What is required to achieve exceptional bass:

  • adequate extension to reproduce bass as low as your source material demands
  • adequate output to achieve the highest level you expect in your listening position with headroom
  • independent level adjustment
  • adequate headroom to allow for a room target curve and some EQ
  • ability to place the bass speakers where they perform best 
  • multiple placements - from one to five units

Obviously the bass drivers included in your existing speakers can't meet all of those requirements. In-built bass drivers on your mains are far too limited to achieve the best that is possible. In most cases, sub will work best in locations that could not be used for a full range speaker.

I use the term "subwoofer" broadly here. An active woofer not intended for home theatre use can also be used.

The main reason for using subwoofers is that they can be placed to get the best out of the room. Once properly integrated, one can achieve a much smoother response that is free from peaks and dips that plague all rooms. It isn't difficult to remove peaks with EQ, but the unique benefit to a multi-sub arrangement is the elimination of dips.

May 27, 2011

Bass integration guide

In this article, I cover how to best set up the bass in your room. It has occurred to me that many audio enthusiasts pay careful attention to every aspect of their system while accepting mediocre performance in the bass. In response I've put together a process aimed at pursuing the best possible performance. It isn't for those willing to stop at good performance. I'm writing this for those who are passionate about bass. 

The first of this three part series is now online at Hifi Zine:
(June issue 2011)

The first part focuses on measuring the current level of performance in your room. Some performance targets are also introduced so that you can see the areas that need improvement.

Bass integration - part 2
(September issue 2011)

Part 2 covers acoustic treatment. How to modify your room for improved performance and how to choose bass traps.

Bass integration - part 3
(June issue 2012)

Part 3 covers speaker placement and system calibration.Of particular interest to many will be EQ.

May 24, 2011

Room measurement service

A new room measurement service in Melbourne

Following numerous requests, I'm now offering a room measurement service to Melbourne suburbs.

Update: I also provide a remote service that enables you to take your own measurements, and I will provide support and interpretation services.

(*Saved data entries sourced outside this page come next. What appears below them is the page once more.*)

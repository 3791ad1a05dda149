//! Vibe palette persistence.
//!
//! Vibes are user-chosen mood tags. The palette maps each name to a CSS
//! color string for display; aggregation only ever looks at the names.
//! Stored as a flat JSON object in `vibes.json`.

use anyhow::{Context, Result};
use log::debug;
use std::collections::BTreeMap;
use std::fs;
use std::io::Write;
use std::path::{Path, PathBuf};

/// Name → CSS color. BTreeMap keeps the serialized file stable.
pub type Palette = BTreeMap<String, String>;

/// Handle on the vibe palette file.
pub struct VibePalette {
    path: PathBuf,
}

impl VibePalette {
    pub fn new(path: impl Into<PathBuf>) -> Self {
        Self { path: path.into() }
    }

    /// Loads the palette; a missing file is an empty palette.
    pub fn load(&self) -> Result<Palette> {
        let raw = match fs::read_to_string(&self.path) {
            Ok(raw) => raw,
            Err(e) if e.kind() == std::io::ErrorKind::NotFound => {
                debug!("vibes file {} absent, starting empty", self.path.display());
                return Ok(Palette::new());
            }
            Err(e) => {
                return Err(e).with_context(|| {
                    format!("failed to read vibes file {}", self.path.display())
                })
            }
        };

        serde_json::from_str(&raw)
            .with_context(|| format!("vibes file {} is corrupt", self.path.display()))
    }

    /// Adds or recolors a vibe and persists the palette (temp file plus
    /// rename, same discipline as the rating store).
    pub fn save_vibe(&mut self, name: &str, color: &str) -> Result<()> {
        let mut palette = self.load()?;
        palette.insert(name.to_string(), color.to_string());

        let dir = self
            .path
            .parent()
            .filter(|p| !p.as_os_str().is_empty())
            .unwrap_or_else(|| Path::new("."));
        let json = serde_json::to_string_pretty(&palette).expect("palette always serializes");

        let mut tmp = tempfile::NamedTempFile::new_in(dir)
            .with_context(|| format!("failed to stage vibes file {}", self.path.display()))?;
        tmp.write_all(json.as_bytes())
            .context("failed to write vibes data")?;
        tmp.persist(&self.path)
            .map_err(|e| e.error)
            .with_context(|| format!("failed to persist vibes file {}", self.path.display()))?;

        debug!("saved vibe {name:?} -> {color:?}");
        Ok(())
    }
}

More about the remote service >

When done right and correctly understood, measurements will show you exactly how you can achieve great bass in your room. If you want to learn how to take your own measurements, I can also show you how to do it effectively.

You can find out:
  • how your speakers and room are performing
  • how you can benefit from acoustic treatment
  • how you can benefit from EQ
  • how best to integrate your system with the room

I will explain the charts and what they mean.

How the process works

1. Define the goals

You explain what you would like to get out of the process. You might want to see how your system is performing. Or you may be after help with integrating your sub, which is more involved. If your expectations are a bit higher, you might want to go through a complete bass integration process.

2. Measurements

I will take measurements in your room to suit your goals.

3. Analysis

I will explain the charts and what they are indicating, along with pointing out areas for improvement.

4. Suggestions for improvement

Depending on what you are open to considering, I will discuss options to improve.

The process can become more involved than this, depending on your requirements. A complete bass integration may require more than one visit. 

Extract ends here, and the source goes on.